### Collected data entries
= = = =
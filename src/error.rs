use axum::{
    extract::rejection::JsonRejection,
    http::StatusCode,
    response::{IntoResponse, Response},
    Json,
};
use thiserror::Error;

/// Request rejections raised at the HTTP boundary. The engine itself never
/// fails; everything here is caught before it is invoked.
#[derive(Debug, Error)]
pub enum ApiError {
    #[error("Invalid GPS Coordinates ({lat}, {lon}). Please select a location on the map.")]
    InvalidCoordinates { lat: f64, lon: f64 },

    #[error("Invalid value for {field}: {reason}")]
    InvalidInput { field: &'static str, reason: String },

    #[error("Unknown connection phase {value:?}, expected Single or Three")]
    UnknownPhase { value: String },

    #[error("Malformed request body: {0}")]
    MalformedBody(String),
}

/// Longest loan term accepted from a request (years).
pub const MAX_LOAN_YEARS: u32 = 50;
/// Highest annual loan rate accepted from a request (%).
pub const MAX_LOAN_RATE_PERCENT: f64 = 100.0;

impl ApiError {
    pub fn invalid(field: &'static str, reason: impl Into<String>) -> Self {
        ApiError::InvalidInput {
            field,
            reason: reason.into(),
        }
    }
}

impl From<JsonRejection> for ApiError {
    fn from(rejection: JsonRejection) -> Self {
        ApiError::MalformedBody(rejection.body_text())
    }
}

impl IntoResponse for ApiError {
    fn into_response(self) -> Response {
        tracing::warn!(error = %self, "rejected request");
        (
            StatusCode::BAD_REQUEST,
            Json(serde_json::json!({ "error": self.to_string() })),
        )
            .into_response()
    }
}

/// Finite and not negative.
pub fn ensure_non_negative(field: &'static str, value: f64) -> Result<f64, ApiError> {
    if !value.is_finite() {
        return Err(ApiError::invalid(field, "must be a finite number"));
    }
    if value < 0.0 {
        return Err(ApiError::invalid(field, format!("must not be negative, got {value}")));
    }
    Ok(value)
}

/// Annual rate and term a loan can be amortized over.
pub fn ensure_loan_terms(rate_percent: f64, years: u32) -> Result<(f64, u32), ApiError> {
    let rate = ensure_non_negative("loan_rate", rate_percent)?;
    if rate > MAX_LOAN_RATE_PERCENT {
        return Err(ApiError::invalid(
            "loan_rate",
            format!("must be at most {MAX_LOAN_RATE_PERCENT}, got {rate}"),
        ));
    }
    if years > MAX_LOAN_YEARS {
        return Err(ApiError::invalid(
            "loan_years",
            format!("must be at most {MAX_LOAN_YEARS}, got {years}"),
        ));
    }
    Ok((rate, years))
}
use crate::services::tariff::BLENDED_UNIT_COST;

/// Fixed monthly charge on every bill; not tied to consumption (LKR).
pub const FIXED_CHARGE_LKR: f64 = 1000.0;

/// Estimated monthly usage (units) behind a bill of `monthly_bill_lkr`.
///
/// The blended per-unit cost is picked on the raw bill, then applied to the
/// part above the fixed charge. Rounded to one decimal.
pub fn estimate_units(monthly_bill_lkr: f64) -> f64 {
    if monthly_bill_lkr <= FIXED_CHARGE_LKR {
        return 0.0;
    }
    let chargeable = monthly_bill_lkr - FIXED_CHARGE_LKR;
    let avg_cost = BLENDED_UNIT_COST.lookup(monthly_bill_lkr);
    round_to(chargeable / avg_cost, 1)
}

/// Rounds `value` to `decimals` places, ties to even.
pub fn round_to(value: f64, decimals: i32) -> f64 {
    let factor = 10f64.powi(decimals);
    (value * factor).round_ties_even() / factor
}
use tracing_subscriber::{layer::SubscriberExt, util::SubscriberInitExt, EnvFilter};

use crate::config::LogFormat;

#[cfg(feature = "verbose_log")]
const DEFAULT_FILTER: &str = "rooftop_solar=debug,tower_http=debug,info";
#[cfg(not(feature = "verbose_log"))]
const DEFAULT_FILTER: &str = "rooftop_solar=info,tower_http=info,warn";

/// `RUST_LOG` wins over the built-in filter.
pub fn init_logger(format: LogFormat) {
    let filter = EnvFilter::try_from_default_env()
        .unwrap_or_else(|_| EnvFilter::new(DEFAULT_FILTER));

    let registry = tracing_subscriber::registry().with(filter);
    match format {
        LogFormat::Compact => registry
            .with(
                tracing_subscriber::fmt::layer()
                    .with_target(false)
                    .with_thread_ids(false)
                    .compact(),
            )
            .init(),
        LogFormat::Json => registry
            .with(tracing_subscriber::fmt::layer().with_target(true).json())
            .init(),
    }
}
= = = =
### Goal of the exercise
Search the entries above for the word "StatusCode" and copy each line where it appears.

### Response
    http::StatusCode,
            StatusCode::BAD_REQUEST,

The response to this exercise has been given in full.